• _Task to carry out_
In the listing below, find each line containing "usize" and report it.

• _Entries provided_

impl MapView {
    pub fn tool(&self) -> ToolMode {
        self.tool
    }

    pub fn set_tool(&mut self, tool: ToolMode) {
        self.tool = tool;
    }

    pub fn has_overlay(&self) -> bool {
        self.overlay.is_some()
    }

    pub fn overlay_extent(&self) -> Option<PixelWindow> {
        self.overlay.as_ref().map(|overlay| overlay.extent)
    }

    /// Install or replace the displayed frame. The view transform is left
    /// untouched; the new frame lands wherever its extent says.
    pub fn set_overlay(&mut self, handle: iced::widget::image::Handle, extent: PixelWindow) {
        self.overlay = Some(FrameOverlay { handle, extent });
        self.invalidate();
    }

    pub fn rectangles(&self) -> &[PixelWindow] {
        &self.rectangles
    }

    pub fn hover_world(&self) -> Option<(f64, f64)> {
        self.hover_world
    }

    pub fn scale(&self) -> f32 {
        self.scale
    }

    pub fn canvas_size(&self) -> Size {
        self.canvas_size
    }

    /// Canvas size in whole pixels, as reported to the backend.
    pub fn canvas_size_px(&self) -> (u32, u32) {
        (
            (self.canvas_size.width.round() as u32).max(1),
            (self.canvas_size.height.round() as u32).max(1),
        )
    }

    pub fn world_to_screen(&self, world: (f64, f64)) -> Point {
        Point::new(
            self.offset.x + world.0 as f32 * self.scale,
            self.offset.y + world.1 as f32 * self.scale,
        )
    }

    pub fn screen_to_world(&self, position: Point) -> (f64, f64) {
        (
            f64::from((position.x - self.offset.x) / self.scale),
            f64::from((position.y - self.offset.y) / self.scale),
        )
    }

    /// The pixel window currently covered by the canvas. Unclamped; it may
    /// extend past the raster on any side.
    pub fn visible_window(&self) -> PixelWindow {
        PixelWindow::from_corners(
            self.screen_to_world(Point::ORIGIN),
            self.screen_to_world(Point::new(self.canvas_size.width, self.canvas_size.height)),
        )
    }

    /// Center the window in the canvas at the largest scale that shows all
    /// of it.
    pub fn fit_to(&mut self, window: PixelWindow) {
        let width = window.width() as f32;
        let height = window.height() as f32;
        self.scale = if width > 0.0 && height > 0.0 {
            (self.canvas_size.width / width)
                .min(self.canvas_size.height / height)
                .clamp(MIN_SCALE, MAX_SCALE)
        } else {
            1.0
        };
        let (center_x, center_y) = window.center();
        self.offset = Vector::new(
            self.canvas_size.width / 2.0 - center_x as f32 * self.scale,
            self.canvas_size.height / 2.0 - center_y as f32 * self.scale,
        );
        self.invalidate();
    }

    /// Fold a canvas event into the view. Returns `true` when the view has
    /// come to rest in a new place and the served frame should be refreshed.
    pub fn apply(&mut self, event: MapEvent) -> bool {
        match event {
            MapEvent::Resized(size) => {
                self.set_canvas_size(size);
                false
            }
            MapEvent::Pan { offset, bounds } => {
                self.set_canvas_size(bounds);
                self.offset = offset;
                self.invalidate();
                false
            }
            MapEvent::PanEnded { bounds } => {
                self.set_canvas_size(bounds);
                true
            }
            MapEvent::Zoom {
                factor,
                cursor,
                bounds,
            } => {
                self.set_canvas_size(bounds);
                self.zoom_about(factor, cursor)
            }
            MapEvent::Refit => match self.overlay_extent() {
                Some(extent) => {
                    self.fit_to(extent);
                    true
                }
                None => false,
            },
            MapEvent::Hover { cursor, bounds } => {
                self.set_canvas_size(bounds);
                self.hover_world = Some(self.screen_to_world(cursor));
                false
            }
            MapEvent::Leave => {
                self.hover_world = None;
                false
            }
            MapEvent::RectDrawn(window) => {
                self.rectangles.push(window);
                false
            }
            MapEvent::RectUpdated { index, window } => {
                if let Some(slot) = self.rectangles.get_mut(index) {
                    *slot = window;
                }
                false
            }
            MapEvent::RectRemoved(index) => {
                if index < self.rectangles.len() {
                    self.rectangles.remove(index);
                }
                false
            }
        }
    }

    fn set_canvas_size(&mut self, size: Size) {
        let changed = (self.canvas_size.width - size.width).abs() > f32::EPSILON
            || (self.canvas_size.height - size.height).abs() > f32::EPSILON;
        if changed {
            self.canvas_size = size;
            self.invalidate();
        }
    }

    fn zoom_about(&mut self, factor: f32, cursor: Point) -> bool {
        let new_scale = (self.scale * factor).clamp(MIN_SCALE, MAX_SCALE);
        if (new_scale - self.scale).abs() <= f32::EPSILON {
            return false;
        }

        // Keep the pixel under the cursor stationary while the scale changes.
        let scale_ratio = new_scale / self.scale;
        self.offset = Vector::new(
            cursor.x - (cursor.x - self.offset.x) * scale_ratio,
            cursor.y - (cursor.y - self.offset.y) * scale_ratio,
        );
        self.scale = new_scale;
        self.invalidate();
        true
    }

    fn invalidate(&mut self) {
        self.cache.clear();
    }

    fn screen_rect(&self, window: PixelWindow) -> (Point, Size) {
        let top_left = self.world_to_screen((window.min_x, window.min_y));
        let size = Size::new(
            window.width() as f32 * self.scale,
            window.height() as f32 * self.scale,
        );
        (top_left, size)
    }

    fn corners(window: PixelWindow) -> [(f64, f64); 4] {
        [
            (window.min_x, window.min_y),
            (window.max_x, window.min_y),
            (window.min_x, window.max_y),
            (window.max_x, window.max_y),
        ]
    }

    /// Topmost rectangle corner within grab distance of `position`, along
    /// with the opposite corner to anchor a resize.
    fn grab_corner(&self, position: Point) -> Option<(usize, (f64, f64))> {
        for (index, window) in self.rectangles.iter().enumerate().rev() {
            let corners = Self::corners(*window);
            for (slot, corner) in corners.iter().enumerate() {
                let screen = self.world_to_screen(*corner);
                let distance = (screen.x - position.x).hypot(screen.y - position.y);
                if distance <= CORNER_GRAB_DISTANCE {
                    return Some((index, corners[3 - slot]));
                }
            }
        }
        None
    }

    /// Topmost rectangle whose interior contains `position`.
    fn window_at(&self, position: Point) -> Option<usize> {
        let (x, y) = self.screen_to_world(position);
        self.rectangles.iter().rposition(|window| window.contains(x, y))
    }
}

• _Response to this exercise_
    fn grab_corner(&self, position: Point) -> Option<(usize, (f64, f64))> {
    fn window_at(&self, position: Point) -> Option<usize> {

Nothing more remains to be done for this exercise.